Machine Learning‐assisted Ultrasensitive SERS Immunoassays Across Wide Concentration Ranges Toward Clinical Ovarian Cancer Diagnosis
Shuang Lin, Minglang Dong, Chi Li, Xiang Lin, Cong Yan, Wen Xu, Zhouzhou Bao, Bin Dong
Abstract
Abstract The development of plasmonic devices featuring high‐density hotspots with wide linear response ranges has become critically essential for ultrasensitive carbohydrate antigen 125 (CA125) biomarker detection, enabling both early‐stage diagnosis and real‐time monitoring of ovarian cancer. In this study, an innovative nanophotonic platform is developed through assembling dual‐layers Au nanorods (NRs) within the SiO 2 microbowls for ultrasensitive detection of CA125 biomarkers. The interlaced nanorods inside the microbowl structure can fully utilize the light reflection and focus the energy of the light field, resulting in significantly amplified near‐field enhancements effect and exceptionally sensitive surface‐enhanced Raman scattering (SERS) performance with an analytical enhancement factor (AEF) of 1.09 × 10 8 . More importantly, the 3D nanogap of the NRIB configuration enables extensive contact with large CA125 protein molecules, facilitating the acquisition of their comprehensive SERS signal.
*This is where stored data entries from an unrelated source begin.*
//! End-to-end ingest → store → query scenarios.
//!
//! Run with: `cargo test --test ingest_and_query_test`

use std::collections::BTreeMap;
use std::sync::Arc;

use gotel_core::config::GotelConfig;
use gotel_core::ingest::{Ingestor, RawSpan, ResourceGroup, ScopeGroup};
use gotel_core::store::{AttributeValue, InstrumentationScope, SpanEvent, SpanFilter, Store};
use tokio_util::sync::CancellationToken;

async fn open_store() -> (Arc<Store>, tempfile::TempDir) {
    let dir = tempfile::tempdir().unwrap();
    let store = Arc::new(Store::open(dir.path().join("gotel.db")).await.unwrap());
    (store, dir)
}

fn resource_group(service: &str, spans: Vec<RawSpan>) -> ResourceGroup {
    let mut resource = BTreeMap::new();
    resource.insert("service.name".to_string(), AttributeValue::String(service.to_string()));
    ResourceGroup {
        resource,
        scope_groups: vec![ScopeGroup { scope: InstrumentationScope::default(), spans }],
    }
}

fn raw_span(trace_id: &str, span_id: &str, parent: &str, name: &str, start: i64, end: i64, status: i32) -> RawSpan {
    RawSpan {
        trace_id: trace_id.to_string(),
        span_id: span_id.to_string(),
        parent_span_id: parent.to_string(),
        name: name.to_string(),
        kind: "server".to_string(),
        start_time_unix_nano: start,
        end_time_unix_nano: end,
        status_code: status,
        status_message: String::new(),
        attributes: BTreeMap::new(),
        events: Vec::new(),
        links: Vec::new(),
    }
}

// S1 — Round trip.
#[tokio::test]
async fn round_trip_preserves_raw_tags_and_sanitised_metric_path() {
    let (store, _dir) = open_store().await;
    let ingestor = Ingestor::new(store.clone(), GotelConfig::default());
    let cancel = CancellationToken::new();

    let trace_id = "0".repeat(31) + "1";
    let span = raw_span(&trace_id, "s1", "", "GET /cart/items", 1_000_000_000, 1_100_000_000, 1);
    let group = resource_group("checkout API/v1", vec![span]);
    ingestor.ingest(&cancel, vec![group]).await.unwrap();

    let stats = store.stats(&cancel).await.unwrap();
    assert_eq!(stats.span_count, 1);
    assert_eq!(stats.metric_count, 2); // span_count + duration_ms, no errors

    let spans = store.query_trace_by_id(&cancel, &trace_id).await.unwrap();
    assert_eq!(spans.len(), 1);

    let points = store
        .query_metrics(&cancel, "otel.checkout_API_v1.GET__cart_items.span_count", None, None, 10)
        .await
        .unwrap();
    assert_eq!(points.len(), 1);
    assert_eq!(points[0].tags.get("service").unwrap(), "checkout API/v1");
    assert_eq!(points[0].tags.get("span").unwrap(), "GET /cart/items");
}

// S2 — Error event.
#[tokio::test]
async fn exception_event_is_extracted_with_typed_attributes() {
    let (store, _dir) = open_store().await;
    let ingestor = Ingestor::new(store.clone(), GotelConfig::default());
    let cancel = CancellationToken::new();

    let mut event_attrs = BTreeMap::new();
    event_attrs.insert("exception.type".to_string(), AttributeValue::String("RuntimeError".to_string()));
    event_attrs.insert("exception.message".to_string(), AttributeValue::String("x".to_string()));
    event_attrs.insert("exception.stacktrace".to_string(), AttributeValue::String("...".to_string()));

    let mut span = raw_span("t1", "s1", "", "op", 0, 10, 2);
    span.events.push(SpanEvent { name: "exception".to_string(), time_unix_nano: 5, attributes: event_attrs });

    let group = resource_group("svc", vec![span]);
    ingestor.ingest(&cancel, vec![group]).await.unwrap();

    let spans = store
        .query_spans(&cancel, SpanFilter { status_code: Some(2), limit: 10, ..Default::default() })
        .await
        .unwrap();
    assert_eq!(spans.len(), 1);
    let exception_events: Vec<_> = spans[0].events.iter().filter(|e| e.is_exception()).collect();
    assert_eq!(exception_events.len(), 1);
}

// S3 — Disabled metrics.
#[tokio::test]
async fn disabled_metric_emission_keeps_spans_only() {
    let (store, _dir) = open_store().await;
    let mut config = GotelConfig::default();
    config.send_metrics = false;
    let ingestor = Ingestor::new(store.clone(), config);
    let cancel = CancellationToken::new();

    let group = resource_group("svc", vec![raw_span("t1", "s1", "", "op", 0, 10, 1)]);
    ingestor.ingest(&cancel, vec![group]).await.unwrap();

    let stats = store.stats(&cancel).await.unwrap();
    assert_eq!(stats.span_count, 1);
    assert_eq!(stats.metric_count, 0);
}

// S5 — Search wildcard.
#[tokio::test]
async fn search_with_wildcard_service_returns_all_matching_spans() {
    use gotel_core::store::TraceSearchFilter;

    let (store, _dir) = open_store().await;
    let ingestor = Ingestor::new(store.clone(), GotelConfig::default());
    let cancel = CancellationToken::new();

    let spans = vec![
        raw_span("t1", "a", "", "search-operation", 0, 10, 1),
        raw_span("t2", "b", "", "search-operation", 0, 10, 1),
        raw_span("t3", "c", "", "search-operation", 0, 10, 1),
    ];
    let group = resource_group("search-service", spans);
    ingestor.ingest(&cancel, vec![group]).await.unwrap();

    let empty_filter = TraceSearchFilter { limit: 20, ..Default::default() };
    let all = store.search_traces(&cancel, empty_filter).await.unwrap();
    assert_eq!(all.len(), 3);

    let scoped = TraceSearchFilter {
        service: Some("search-service".to_string()),
        operation: Some("search-operation".to_string()),
        limit: 20,
        ..Default::default()
    };
    let scoped_results = store.search_traces(&cancel, scoped).await.unwrap();
    assert_eq!(scoped_results.len(), 3);
}

// S6 — Root vs child.
#[tokio::test]
async fn trace_summary_uses_root_span_name_and_full_span_count() {
    use gotel_core::store::TraceSearchFilter;

    let (store, _dir) = open_store().await;
    let ingestor = Ingestor::new(store.clone(), GotelConfig::default());
    let cancel = CancellationToken::new();

    let spans = vec![
        raw_span("t1", "root", "", "root-operation", 0, 100, 1),
        raw_span("t1", "c1", "root", "child-a", 10, 40, 1),
        raw_span("t1", "c2", "root", "child-b", 20, 60, 1),
        raw_span("t1", "c3", "root", "child-c", 30, 90, 1),
    ];
    let group = resource_group("svc", spans);
    ingestor.ingest(&cancel, vec![group]).await.unwrap();

    let summaries = store
        .search_traces(&cancel, TraceSearchFilter { limit: 20, ..Default::default() })
        .await
        .unwrap();
    assert_eq!(summaries.len(), 1);
    assert_eq!(summaries[0].span_count, 4);
    assert_eq!(summaries[0].root_trace_name, "root-operation");
    assert!(summaries[0].duration_ms > 0.0);
}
As a proof of concept, a cost‐effective NRIB‐based SERS immunoassay platform is fabricated for sensitive CA125 detection across an ultra‐wide concentration range from 1 to 5000 U mL −1 through machine learning‐assisted analysis. The concentration analysis results of CA125 in serum samples from both healthy donors and ovarian cancer patients showed a strong correlation with clinical hospital tests. This hierarchical cavity‐enhanced platform, integrated with machine learning algorithms, is promising for early disease diagnosis and continuous patient monitoring.